▸ Your goal
Search the entries for the word "using". Copy every line where it turns up.
────────
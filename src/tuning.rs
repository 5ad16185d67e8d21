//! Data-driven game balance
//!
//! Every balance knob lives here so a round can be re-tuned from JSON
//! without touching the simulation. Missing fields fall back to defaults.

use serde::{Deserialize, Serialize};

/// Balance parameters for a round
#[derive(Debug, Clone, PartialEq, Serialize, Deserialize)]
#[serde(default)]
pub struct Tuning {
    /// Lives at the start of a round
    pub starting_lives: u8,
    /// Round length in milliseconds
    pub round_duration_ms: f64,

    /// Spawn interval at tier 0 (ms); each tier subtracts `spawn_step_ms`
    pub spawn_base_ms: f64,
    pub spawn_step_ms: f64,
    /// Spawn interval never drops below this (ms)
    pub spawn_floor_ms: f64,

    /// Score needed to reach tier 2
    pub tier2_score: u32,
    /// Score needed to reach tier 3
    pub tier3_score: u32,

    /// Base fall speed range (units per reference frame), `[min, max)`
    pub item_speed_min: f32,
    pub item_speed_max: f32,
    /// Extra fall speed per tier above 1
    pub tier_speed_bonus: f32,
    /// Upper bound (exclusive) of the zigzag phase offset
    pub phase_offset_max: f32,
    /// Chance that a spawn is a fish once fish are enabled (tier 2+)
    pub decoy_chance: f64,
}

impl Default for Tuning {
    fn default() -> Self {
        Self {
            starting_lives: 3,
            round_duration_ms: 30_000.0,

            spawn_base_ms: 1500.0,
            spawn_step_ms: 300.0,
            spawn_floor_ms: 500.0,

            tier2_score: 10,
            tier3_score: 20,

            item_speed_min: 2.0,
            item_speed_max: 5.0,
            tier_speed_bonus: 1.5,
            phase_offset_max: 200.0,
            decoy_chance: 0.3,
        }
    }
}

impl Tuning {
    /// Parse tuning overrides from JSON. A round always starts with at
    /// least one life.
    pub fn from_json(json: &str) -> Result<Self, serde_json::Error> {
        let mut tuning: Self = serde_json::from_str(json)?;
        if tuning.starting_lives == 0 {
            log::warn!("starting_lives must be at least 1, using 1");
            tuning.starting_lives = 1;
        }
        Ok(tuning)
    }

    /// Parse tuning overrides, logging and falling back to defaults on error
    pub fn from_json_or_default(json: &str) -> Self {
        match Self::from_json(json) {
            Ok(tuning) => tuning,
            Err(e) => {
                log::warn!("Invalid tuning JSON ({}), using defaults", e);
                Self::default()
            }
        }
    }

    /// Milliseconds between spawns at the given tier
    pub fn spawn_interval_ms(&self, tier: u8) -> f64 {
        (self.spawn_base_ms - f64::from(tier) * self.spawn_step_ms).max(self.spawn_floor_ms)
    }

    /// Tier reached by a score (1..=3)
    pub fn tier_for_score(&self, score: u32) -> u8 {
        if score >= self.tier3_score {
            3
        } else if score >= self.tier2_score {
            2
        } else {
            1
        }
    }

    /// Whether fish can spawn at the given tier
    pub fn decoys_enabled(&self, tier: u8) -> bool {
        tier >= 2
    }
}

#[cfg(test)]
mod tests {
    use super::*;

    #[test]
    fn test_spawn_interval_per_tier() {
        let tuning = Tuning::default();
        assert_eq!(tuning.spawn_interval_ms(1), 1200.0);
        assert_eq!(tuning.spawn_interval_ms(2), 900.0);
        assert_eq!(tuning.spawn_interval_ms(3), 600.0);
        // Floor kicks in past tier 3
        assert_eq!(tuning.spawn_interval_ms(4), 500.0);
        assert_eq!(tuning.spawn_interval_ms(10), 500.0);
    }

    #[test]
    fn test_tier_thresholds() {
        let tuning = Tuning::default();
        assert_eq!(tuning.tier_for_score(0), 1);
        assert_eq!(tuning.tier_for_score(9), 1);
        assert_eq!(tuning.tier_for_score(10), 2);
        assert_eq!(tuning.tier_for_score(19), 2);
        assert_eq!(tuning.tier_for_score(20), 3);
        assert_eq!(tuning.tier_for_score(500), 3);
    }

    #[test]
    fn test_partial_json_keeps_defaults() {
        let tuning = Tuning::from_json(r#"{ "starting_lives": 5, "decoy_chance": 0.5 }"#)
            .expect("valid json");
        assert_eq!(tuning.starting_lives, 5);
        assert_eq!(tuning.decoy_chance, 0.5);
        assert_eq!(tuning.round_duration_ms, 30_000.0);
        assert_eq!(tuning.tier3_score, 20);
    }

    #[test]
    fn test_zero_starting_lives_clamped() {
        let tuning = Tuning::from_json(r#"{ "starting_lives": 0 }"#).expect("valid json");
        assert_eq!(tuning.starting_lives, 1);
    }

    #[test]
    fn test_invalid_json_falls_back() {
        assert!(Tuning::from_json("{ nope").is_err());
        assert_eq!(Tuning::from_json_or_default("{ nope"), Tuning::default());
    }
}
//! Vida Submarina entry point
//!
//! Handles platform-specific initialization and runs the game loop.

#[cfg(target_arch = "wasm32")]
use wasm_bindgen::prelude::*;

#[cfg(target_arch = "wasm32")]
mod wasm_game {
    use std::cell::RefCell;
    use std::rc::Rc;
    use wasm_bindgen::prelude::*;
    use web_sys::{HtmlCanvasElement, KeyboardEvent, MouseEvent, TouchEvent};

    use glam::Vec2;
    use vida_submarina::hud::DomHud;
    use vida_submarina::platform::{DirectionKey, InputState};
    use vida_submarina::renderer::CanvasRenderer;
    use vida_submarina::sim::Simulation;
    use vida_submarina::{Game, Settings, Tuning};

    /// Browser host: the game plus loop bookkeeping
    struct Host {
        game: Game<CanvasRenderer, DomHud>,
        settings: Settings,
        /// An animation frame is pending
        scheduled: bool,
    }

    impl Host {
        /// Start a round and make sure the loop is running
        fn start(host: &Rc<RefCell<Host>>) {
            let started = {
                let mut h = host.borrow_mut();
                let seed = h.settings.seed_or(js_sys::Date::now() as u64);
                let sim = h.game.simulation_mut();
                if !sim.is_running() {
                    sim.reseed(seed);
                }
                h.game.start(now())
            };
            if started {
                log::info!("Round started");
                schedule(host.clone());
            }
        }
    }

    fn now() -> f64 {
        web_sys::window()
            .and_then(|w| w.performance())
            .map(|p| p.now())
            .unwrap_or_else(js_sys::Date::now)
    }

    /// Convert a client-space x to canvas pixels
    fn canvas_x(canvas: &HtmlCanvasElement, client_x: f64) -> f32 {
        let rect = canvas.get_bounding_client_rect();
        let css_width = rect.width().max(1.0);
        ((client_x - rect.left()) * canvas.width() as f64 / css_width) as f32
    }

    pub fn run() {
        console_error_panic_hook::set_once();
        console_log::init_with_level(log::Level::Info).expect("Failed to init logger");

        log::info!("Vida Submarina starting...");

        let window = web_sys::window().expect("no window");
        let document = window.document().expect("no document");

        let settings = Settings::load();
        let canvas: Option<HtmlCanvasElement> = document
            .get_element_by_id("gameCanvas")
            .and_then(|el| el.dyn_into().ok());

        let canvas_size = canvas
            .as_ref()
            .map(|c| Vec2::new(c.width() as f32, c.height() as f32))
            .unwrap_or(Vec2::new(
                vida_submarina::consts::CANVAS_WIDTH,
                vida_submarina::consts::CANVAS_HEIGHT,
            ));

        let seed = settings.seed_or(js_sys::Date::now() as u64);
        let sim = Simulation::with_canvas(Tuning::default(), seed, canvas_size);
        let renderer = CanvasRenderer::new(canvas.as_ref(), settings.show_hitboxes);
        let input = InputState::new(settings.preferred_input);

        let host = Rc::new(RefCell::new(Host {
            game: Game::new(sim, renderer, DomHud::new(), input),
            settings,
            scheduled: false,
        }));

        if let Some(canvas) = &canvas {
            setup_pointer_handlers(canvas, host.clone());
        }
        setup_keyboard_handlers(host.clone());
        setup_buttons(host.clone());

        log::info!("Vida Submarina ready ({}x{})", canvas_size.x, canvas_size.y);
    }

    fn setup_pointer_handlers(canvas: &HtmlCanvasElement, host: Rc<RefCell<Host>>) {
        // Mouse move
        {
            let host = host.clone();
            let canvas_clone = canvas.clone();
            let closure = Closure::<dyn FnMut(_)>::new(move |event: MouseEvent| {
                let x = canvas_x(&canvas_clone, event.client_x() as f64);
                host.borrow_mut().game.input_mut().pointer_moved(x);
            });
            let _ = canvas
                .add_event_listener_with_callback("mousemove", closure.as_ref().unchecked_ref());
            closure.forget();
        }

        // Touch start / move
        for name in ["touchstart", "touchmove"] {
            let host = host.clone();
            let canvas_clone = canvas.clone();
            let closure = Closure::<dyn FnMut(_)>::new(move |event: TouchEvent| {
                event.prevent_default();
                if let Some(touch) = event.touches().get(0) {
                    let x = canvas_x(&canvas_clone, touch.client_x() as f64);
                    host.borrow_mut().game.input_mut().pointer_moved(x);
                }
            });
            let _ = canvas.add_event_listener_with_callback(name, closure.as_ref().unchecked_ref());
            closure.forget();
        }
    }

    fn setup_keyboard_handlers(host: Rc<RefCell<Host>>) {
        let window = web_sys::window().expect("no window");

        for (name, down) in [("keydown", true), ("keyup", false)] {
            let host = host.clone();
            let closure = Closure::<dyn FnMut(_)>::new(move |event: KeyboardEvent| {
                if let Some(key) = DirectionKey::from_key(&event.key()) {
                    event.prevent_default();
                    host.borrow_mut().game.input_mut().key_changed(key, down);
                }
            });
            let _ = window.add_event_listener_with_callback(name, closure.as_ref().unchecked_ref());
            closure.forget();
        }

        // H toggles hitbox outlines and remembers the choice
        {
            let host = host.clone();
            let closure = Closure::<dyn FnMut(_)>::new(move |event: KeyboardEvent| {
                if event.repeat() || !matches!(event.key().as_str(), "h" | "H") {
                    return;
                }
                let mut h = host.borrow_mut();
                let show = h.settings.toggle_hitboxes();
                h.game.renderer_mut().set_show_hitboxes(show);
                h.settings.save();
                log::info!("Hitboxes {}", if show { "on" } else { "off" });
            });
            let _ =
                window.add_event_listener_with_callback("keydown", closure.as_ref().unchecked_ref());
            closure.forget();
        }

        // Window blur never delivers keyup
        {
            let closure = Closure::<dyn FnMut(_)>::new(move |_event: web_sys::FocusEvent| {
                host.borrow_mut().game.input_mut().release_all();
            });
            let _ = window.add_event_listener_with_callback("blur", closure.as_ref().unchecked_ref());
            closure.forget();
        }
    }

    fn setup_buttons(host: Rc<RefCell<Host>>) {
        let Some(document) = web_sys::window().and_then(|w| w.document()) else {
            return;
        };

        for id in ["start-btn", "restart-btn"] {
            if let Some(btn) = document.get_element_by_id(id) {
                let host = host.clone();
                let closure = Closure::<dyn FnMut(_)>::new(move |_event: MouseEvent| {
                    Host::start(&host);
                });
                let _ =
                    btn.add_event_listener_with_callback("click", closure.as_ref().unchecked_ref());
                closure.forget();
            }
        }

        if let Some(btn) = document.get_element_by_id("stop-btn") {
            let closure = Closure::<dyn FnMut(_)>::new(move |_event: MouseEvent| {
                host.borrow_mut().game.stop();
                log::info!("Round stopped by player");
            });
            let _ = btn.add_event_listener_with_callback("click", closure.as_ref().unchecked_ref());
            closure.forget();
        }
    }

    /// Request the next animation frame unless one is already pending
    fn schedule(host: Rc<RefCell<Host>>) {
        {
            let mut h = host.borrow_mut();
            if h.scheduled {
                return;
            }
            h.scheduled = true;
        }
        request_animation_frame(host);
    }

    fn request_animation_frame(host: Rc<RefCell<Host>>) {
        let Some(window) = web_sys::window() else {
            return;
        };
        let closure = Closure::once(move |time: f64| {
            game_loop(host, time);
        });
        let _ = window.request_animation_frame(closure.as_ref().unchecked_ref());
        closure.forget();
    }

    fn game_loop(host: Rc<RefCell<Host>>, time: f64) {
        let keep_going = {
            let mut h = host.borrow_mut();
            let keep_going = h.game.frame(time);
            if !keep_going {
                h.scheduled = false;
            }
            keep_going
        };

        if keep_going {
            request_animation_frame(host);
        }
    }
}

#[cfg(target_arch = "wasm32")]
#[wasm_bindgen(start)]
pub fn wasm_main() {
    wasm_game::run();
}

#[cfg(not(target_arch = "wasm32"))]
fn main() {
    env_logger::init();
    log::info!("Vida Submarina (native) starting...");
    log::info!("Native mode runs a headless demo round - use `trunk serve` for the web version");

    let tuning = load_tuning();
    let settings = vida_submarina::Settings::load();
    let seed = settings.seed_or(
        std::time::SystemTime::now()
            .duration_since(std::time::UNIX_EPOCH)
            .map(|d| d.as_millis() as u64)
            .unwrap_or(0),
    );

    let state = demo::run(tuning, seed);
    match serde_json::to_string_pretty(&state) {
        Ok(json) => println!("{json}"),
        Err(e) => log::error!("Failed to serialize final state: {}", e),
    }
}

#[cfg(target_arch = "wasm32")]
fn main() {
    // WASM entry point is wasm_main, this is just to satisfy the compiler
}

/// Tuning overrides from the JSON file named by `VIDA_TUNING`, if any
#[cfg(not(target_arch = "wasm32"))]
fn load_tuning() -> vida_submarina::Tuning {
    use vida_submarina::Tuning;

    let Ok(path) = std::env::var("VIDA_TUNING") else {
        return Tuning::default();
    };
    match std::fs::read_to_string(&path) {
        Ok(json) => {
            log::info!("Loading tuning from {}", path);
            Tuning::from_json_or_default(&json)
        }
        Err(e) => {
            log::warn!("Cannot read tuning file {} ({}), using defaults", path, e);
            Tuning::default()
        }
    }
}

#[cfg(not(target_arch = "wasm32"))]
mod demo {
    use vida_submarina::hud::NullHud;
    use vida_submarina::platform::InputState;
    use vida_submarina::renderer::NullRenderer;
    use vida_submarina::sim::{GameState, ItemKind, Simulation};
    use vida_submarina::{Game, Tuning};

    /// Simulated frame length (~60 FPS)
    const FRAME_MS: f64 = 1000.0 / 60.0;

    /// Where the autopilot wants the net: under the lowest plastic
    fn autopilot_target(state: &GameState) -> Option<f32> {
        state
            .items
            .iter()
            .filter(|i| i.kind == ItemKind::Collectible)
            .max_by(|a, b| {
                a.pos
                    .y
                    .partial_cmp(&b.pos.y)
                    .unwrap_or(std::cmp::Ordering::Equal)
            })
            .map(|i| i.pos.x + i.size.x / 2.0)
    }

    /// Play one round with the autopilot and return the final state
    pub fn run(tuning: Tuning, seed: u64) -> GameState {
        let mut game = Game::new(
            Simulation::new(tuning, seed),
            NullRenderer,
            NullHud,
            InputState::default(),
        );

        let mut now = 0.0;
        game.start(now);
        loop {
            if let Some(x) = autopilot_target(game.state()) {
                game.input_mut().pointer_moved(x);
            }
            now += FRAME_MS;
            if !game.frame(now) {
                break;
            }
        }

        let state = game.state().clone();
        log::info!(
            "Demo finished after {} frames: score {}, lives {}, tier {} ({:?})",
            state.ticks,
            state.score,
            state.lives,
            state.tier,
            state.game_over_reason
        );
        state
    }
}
────────
▸ Solution to the problem
            log::warn!("starting_lives must be at least 1, using 1");
                log::warn!("Invalid tuning JSON ({}), using defaults", e);
            log::warn!("Cannot read tuning file {} ({}), using defaults", path, e);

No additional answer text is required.